ROMA (WSI) – Caos totale in Italia, i ministri del Pdl si dimettono, la squadra di governo praticamente non c’è più, ma il premier Enrico Letta resiste e decide di giocare l’ultima carta.
Con le dovute precisazioni: “Non ho intenzione di governare a tutti i costi”, spiega in una intervista a “Che tempo che fa”. Detto questo, riferendosi alle mosse che sono state studiate al Colle, nel colloquio con il presidente della Repubblica Giorgio Napolitano, afferma: “Abbiamo valutato una situazione molto complicata e complessa, abbiamo deciso di andare in Parlamento al più presto”.
“Chiederò la fiducia non per tre giorni per poi ricominciare come prima, ma per andare avanti e applicare il programma. Se non c’è, tiro le conclusioni”.
Dopo solo quattro mesi di governo, l’Italia torna sotto i riflettori del mondo intero. E le poche riforme che fin qui sono state varate rischiano di andare in fumo.
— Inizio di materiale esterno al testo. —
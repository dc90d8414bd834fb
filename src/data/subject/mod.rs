use chrono::{DateTime, Utc};
use serde::Serialize;
use sqlx::FromRow;
use utoipa::ToSchema;
use uuid::Uuid;

use crate::data::department::DepartmentRef;

pub mod db;

/// Course subject (e.g. `CS101`), owned by exactly one department. `code` is
/// the unique natural key.
#[derive(Debug, Clone, Serialize, FromRow, ToSchema)]
#[serde(rename_all = "camelCase")]
pub struct Subject {
    pub id: Uuid,
    pub department_id: Uuid,
    pub code: String,
    pub name: String,
    pub description: Option<String>,
    pub created_at: DateTime<Utc>,
    pub updated_at: DateTime<Utc>,
}

/// Minimal projection embedded in class responses.
#[derive(Debug, Clone, Serialize, ToSchema)]
#[serde(rename_all = "camelCase")]
pub struct SubjectRef {
    pub id: Uuid,
    pub code: String,
    pub name: String,
    pub department_id: Uuid,
}

/// Subject with its owning department resolved.
#[derive(Debug, Clone, Serialize, ToSchema)]
#[serde(rename_all = "camelCase")]
pub struct SubjectWithDepartment {
    #[serde(flatten)]
    pub subject: Subject,
    pub department: DepartmentRef,
}

/// Subject row of a department-scoped listing; the class count comes from a
/// left join so subjects without classes stay in the result with zero.
#[derive(Debug, Clone, Serialize, FromRow, ToSchema)]
#[serde(rename_all = "camelCase")]
pub struct SubjectWithClassCount {
    #[serde(flatten)]
    #[sqlx(flatten)]
    pub subject: Subject,
    pub class_count: i64,
}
La minaccia di un collasso del governo ha già portato Standard & Poor’s a minacciare un ulteriore downgrade sul debito “di uno o due scalini”, dunque a livello junk, spazzatura, visto che la valutazione attuale è di appena due gradini al di sopra di quella definita, appunto, spazzatura.
Il vaso di Pandora si è scoperchiato del tutto la scorsa settimana, quando l’ex premier Silvio Berlusconi ha parlato di colpo di stato, scatenando l’ira di Giorgio Napolitano “Re Giorgio”, e la reazione immediata di Letta che, parlando da New York per promuovere la stabilità dell’Italia, ha affermato che il paese è stato umiliato.
“I ministri del Pdl hanno posto delle valutazioni e sento che in Parlamento c’è incertezza. Per questo vado in Parlamento a chiarire. Non voglio essere un re Travicello”, ha detto Letta nel corso della trasmissione televisiva.Riguardo alla questione della giustizia, “mi fa sempre sorridere, è come se la giustizia voglia dire parlare di Berlusconi. Questo governo fra le cose fatte ha fatto quella della giustizia civile. Ci siamo già occupati di giustizia che è quella che riguarda i cittadini italiani”.
Intanto, nelle ultime ore, Berlusconi ha definito la stabilità del governo “un bluff”, così come lo era lo spread. Ma a tremare non è solo la poltrona di Letta, ma anche, ironicamente, la stabilità dello stesso Pdl.
Cinque ministri del Pdl, insieme a esponenti come Maurizio Sacconi e Fabrizio Cicchitto, hanno infatti preso le distanze dal diktat arrivato ieri di dimettersi e hanno minacciato di non entrare in una Forza Italia dominata dai falchi: Beatrice Lorenzin e Gaetano Quagliariello hanno detto espressamente di non riconoscersi più “in una destra radicale”.
Dal canto suo Maurizio Lupi, pur affermando di non riconoscersi in un movimento estremista “in mano agli estremisti”, ha chiamato Angelino Alfano dicendo di “mettersi in gioco per una buona e giusta battaglia”.
La grande sorpresa è stata alla fine la decisione dello stesso Alfano di prendere le distanze: “Se prevarranno intendimenti estremistici, il sogno di una nuova Fi non si avvererà. So bene che quelle posizioni sono interpretate da nuovi berlusconiani ma, se sono quelli i nuovi berlusconiani, io sarò diversamente berlusconiano”. E ha chiesto uno “stop ai radicalismi” anche il ministro Nunzia De Girolamo.